Книга: Донор [сборник]
Назад: Глава 9
Дальше: Глава 11

Глава 10

Костя проснулся от какого-то монотонного звука. Было похоже на постоянный разговор нескольких человек в одном помещении. Они не перекрикивали друг друга, не понижали голос — все было в одной тональности. Костя почему-то вспомнил о пытках водой. Холодная вода капля за каплей падала на темя несчастному. В результате чего он мог сойти с ума. Голоса откуда-то с первого этажа сейчас были подобны этой ледяной воде, только падали они нескончаемым размеренным потоком. Костя попытался уснуть, думая, что это всего лишь сон или, может, даже гул с улицы. Не вышло — мозг не принимал подобные объяснения, не успокаивался.
Костя снова открыл глаза. Посмотрел на Наташу — она спала, повернувшись к нему спиной. Приподнялся на локтях и посмотрел на дверь. И только сейчас заметил, что находится в полнейшей тишине. Когда этот гул стих? Это и было подтверждением того, что он спал и разговор нескольких десятков человек ему все-таки приснился.
Костя сел на кровати, свесил ноги и снова прислушался. Нет. В этом доме не спится только ему и его фантазиям. Шлепанцев, как всегда, на месте не было. Неудивительно, по крайней мере для него. Костя бывал ошарашен, когда эти шлепанцы были у него на ногах. Наверняка ноги замерзали, и он рефлекторно совал их в тепло. Тапки он не любил с детства. И жарко ему в них было, и тесно. Сейчас он почему-то чувствовал острую необходимость в шлепанцах. Как будто ему предстояло идти по бетонному полу, усыпанному битым стеклом. Костя мог разуться и у лестницы на первом этаже, и у спальни, а скорее всего, он разулся в ванной, перед тем как принять душ, а потом просто вышел, позабыв о них.
Костя нехотя встал на ворсистый коврик у кровати, наслаждаясь его теплом. Он не мог понять, почему замерзли именно ноги. Странно, но, вынув ноги из-под одеяла, Костя почувствовал разницу температур. Будто вышел из промышленного морозильника в комнату с центральным отоплением. До этого его волновали только голоса, сейчас в тишине он вспомнил и о холоде.

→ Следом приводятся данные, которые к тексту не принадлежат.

//! Row normalization from flat file CSV records
//!
//! Columns are resolved by header name so provider files with extra columns
//! (sequence numbers, timestamps, conditions) decode without configuration.
//! Parsing is defensive: a row that cannot be normalized yields `None` and the
//! caller counts it as malformed.

use crate::types::DailyAggregate;
use chrono::NaiveDate;
use csv::ByteRecord;

/// Exchange code the provider assigns to FINRA Trade Reporting Facilities
pub const TRF_EXCHANGE_ID: i32 = 4;

/// One tick-level trade, alive only while its batch is folded
#[derive(Debug, Clone, PartialEq)]
pub struct TradeRecord {
    pub ticker: String,
    pub exchange: i32,
    pub trf_id: String,
    pub size: u64,
    pub price: f64,
}

impl TradeRecord {
    /// Dark pool trade: reported on exchange 4 through a TRF
    pub fn is_dark_pool(&self) -> bool {
        is_dark_pool(self.exchange, &self.trf_id)
    }

    /// Normalize a CSV row, or `None` if any required field is unusable
    pub fn from_row(row: &ByteRecord, columns: &TradeColumns) -> Option<Self> {
        let ticker = text_field(row, columns.ticker)?;
        if ticker.is_empty() {
            return None;
        }

        let exchange = text_field(row, columns.exchange)?.parse::<i32>().ok()?;
        let size = text_field(row, columns.size)?.parse::<u64>().ok()?;
        let price = text_field(row, columns.price)?.parse::<f64>().ok()?;
        if !price.is_finite() {
            return None;
        }

        let trf_id = match columns.trf_id {
            Some(idx) => text_field(row, idx).unwrap_or_default(),
            None => "",
        };

        Some(Self {
            ticker: ticker.to_string(),
            exchange,
            trf_id: trf_id.to_string(),
            size,
            price,
        })
    }
}

pub fn is_dark_pool(exchange: i32, trf_id: &str) -> bool {
    exchange == TRF_EXCHANGE_ID && !trf_id.trim().is_empty()
}

/// Column positions for a tick-level trades file
#[derive(Debug, Clone, Copy)]
pub struct TradeColumns {
    pub ticker: usize,
    pub exchange: usize,
    pub trf_id: Option<usize>,
    pub size: usize,
    pub price: usize,
}

impl TradeColumns {
    /// Resolve positions from the header row; `Err` names the missing column
    pub fn from_headers(headers: &ByteRecord) -> Result<Self, &'static str> {
        Ok(Self {
            ticker: require(headers, "ticker")?,
            exchange: require(headers, "exchange")?,
            trf_id: column_index(headers, "trf_id"),
            size: require(headers, "size")?,
            price: require(headers, "price")?,
        })
    }
}

/// Column positions for a pre-aggregated daily bar file
#[derive(Debug, Clone, Copy)]
pub struct BarColumns {
    pub ticker: usize,
    pub volume: usize,
    pub open: usize,
    pub close: usize,
    pub high: usize,
    pub low: usize,
    pub transactions: usize,
}

impl BarColumns {
    pub fn from_headers(headers: &ByteRecord) -> Result<Self, &'static str> {
        Ok(Self {
            ticker: require(headers, "ticker")?,
            volume: require(headers, "volume")?,
            open: require(headers, "open")?,
            close: require(headers, "close")?,
            high: require(headers, "high")?,
            low: require(headers, "low")?,
            transactions: require(headers, "transactions")?,
        })
    }
}

/// Pass a provider bar through 1:1. Empty numeric cells read as 0, the way
/// sparse provider bars are stored; unparsable cells reject the row.
pub fn bar_from_row(row: &ByteRecord, columns: &BarColumns, date: NaiveDate) -> Option<DailyAggregate> {
    let ticker = text_field(row, columns.ticker)?;
    if ticker.is_empty() {
        return None;
    }

    Some(DailyAggregate {
        ticker: ticker.to_string(),
        date,
        open: price_or_zero(row, columns.open)?,
        high: price_or_zero(row, columns.high)?,
        low: price_or_zero(row, columns.low)?,
        close: price_or_zero(row, columns.close)?,
        volume: count_or_zero(row, columns.volume)?,
        transactions: count_or_zero(row, columns.transactions)?,
    })
}

/// True for the empty header a zero-row file decodes to
pub fn is_blank_header(headers: &ByteRecord) -> bool {
    headers.iter().all(|field| field.iter().all(u8::is_ascii_whitespace))
}

fn column_index(headers: &ByteRecord, name: &str) -> Option<usize> {
    headers.iter().position(|field| {
        std::str::from_utf8(field)
            .map(|h| h.trim().trim_start_matches('\u{feff}').eq_ignore_ascii_case(name))
            .unwrap_or(false)
    })
}

fn require(headers: &ByteRecord, name: &'static str) -> Result<usize, &'static str> {
    column_index(headers, name).ok_or(name)
}

fn text_field(row: &ByteRecord, idx: usize) -> Option<&str> {
    std::str::from_utf8(row.get(idx)?).ok().map(str::trim)
}

fn price_or_zero(row: &ByteRecord, idx: usize) -> Option<f64> {
    let raw = text_field(row, idx)?;
    if raw.is_empty() {
        return Some(0.0);
    }
    raw.parse::<f64>().ok().filter(|v| v.is_finite())
}

/// Volumes in bar files are sometimes written as `12345.0`
fn count_or_zero(row: &ByteRecord, idx: usize) -> Option<u64> {
    let raw = text_field(row, idx)?;
    if raw.is_empty() {
        return Some(0);
    }
    if let Ok(v) = raw.parse::<u64>() {
        return Some(v);
    }
    let v = raw.parse::<f64>().ok()?;
    if v.is_finite() && v >= 0.0 && v.fract() == 0.0 && v <= u64::MAX as f64 {
        Some(v as u64)
    } else {
        None
    }
}
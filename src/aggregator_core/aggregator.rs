//! Daily trade aggregation from compressed flat files
//!
//! Decompression and CSV splitting are sequential (gzip members decode in
//! order, and a file may hold several concatenated members),
//! so rows are cut into batches on the calling thread and each wave of
//! batches is parsed, filtered and folded in parallel. Partial bars are merged
//! back in batch order, which keeps open/close tied to file order.

use super::accumulator::{merge_partials, BarAccumulator};
use super::normalizer::{bar_from_row, is_blank_header, BarColumns, TradeColumns, TradeRecord};
use crate::cancel::CancelFlag;
use crate::config::TradeFilter;
use crate::error::{PipelineError, Result};
use crate::types::{DailyAggregate, FileKind};
use chrono::NaiveDate;
use csv::{ByteRecord, ReaderBuilder};
use flate2::read::MultiGzDecoder;
use rayon::prelude::*;
use std::collections::HashMap;
use std::io::{self, BufRead, BufReader, Read};

/// Row accounting for one aggregation run
#[derive(Debug, Clone, Default, PartialEq, Eq)]
pub struct AggregateStats {
    pub rows_read: u64,
    pub rows_malformed: u64,
    pub rows_not_dark_pool: u64,
    pub rows_below_min_size: u64,
    pub tickers: usize,
}

impl AggregateStats {
    fn merge(&mut self, other: &AggregateStats) {
        self.rows_read += other.rows_read;
        self.rows_malformed += other.rows_malformed;
        self.rows_not_dark_pool += other.rows_not_dark_pool;
        self.rows_below_min_size += other.rows_below_min_size;
    }
}

/// Result of aggregating one file
#[derive(Debug, Clone, Default)]
pub struct AggregateOutput {
    pub aggregates: HashMap<String, DailyAggregate>,
    pub stats: AggregateStats,
}

impl AggregateOutput {
    pub fn is_empty(&self) -> bool {
        self.aggregates.is_empty()
    }

    /// Aggregates sorted by ticker, ready for a batch upsert
    pub fn into_sorted(self) -> Vec<DailyAggregate> {
        let mut rows: Vec<DailyAggregate> = self.aggregates.into_values().collect();
        rows.sort_by(|a, b| a.ticker.cmp(&b.ticker));
        rows
    }
}

impl TradeFilter {
    /// Apply the dark pool and size rules, recording why a trade was dropped
    fn admits(&self, trade: &TradeRecord, stats: &mut AggregateStats) -> bool {
        if self.dark_pool_only && !trade.is_dark_pool() {
            stats.rows_not_dark_pool += 1;
            return false;
        }
        if trade.size < self.min_trade_size {
            stats.rows_below_min_size += 1;
            return false;
        }
        true
    }
}

struct BatchPartial {
    bars: HashMap<String, BarAccumulator>,
    stats: AggregateStats,
}

pub struct TradeAggregator {
    workers: usize,
    batch_rows: usize,
}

Ноги на удивление быстро отогрелись, и он шагнул к двери. Голоса снова загудели. Теперь говорили человека два-три, но почему-то одновременно. Костя подошел к лестнице и выглянул на первый этаж. Светлый прямоугольник лежал на сером полу холла. В кухне кто-то был. И говорил. Теперь голоса не казались зловещими или сюрреалистическими. Теперь просто мужчина что-то рассказывал, а женщина поддакивала и посмеивалась, когда того требовал рассказ. Единственный мужчина, который мог сейчас говорить на кухне, последний раз это делал год назад.
Костя прислушался, но ни одного слова не смог разобрать, будто люди на кухне (на его кухне) говорили на иностранном языке. Ему стало страшно и волнительно. Он мог не различать слова из-за волнения. Черт! Да что с тобой? Фарида же иностранка! Ее-то голос он слышал отчетливо, но она в основном смеялась. К ней мог кто-нибудь приехать из родни. Это было больше похоже на правду.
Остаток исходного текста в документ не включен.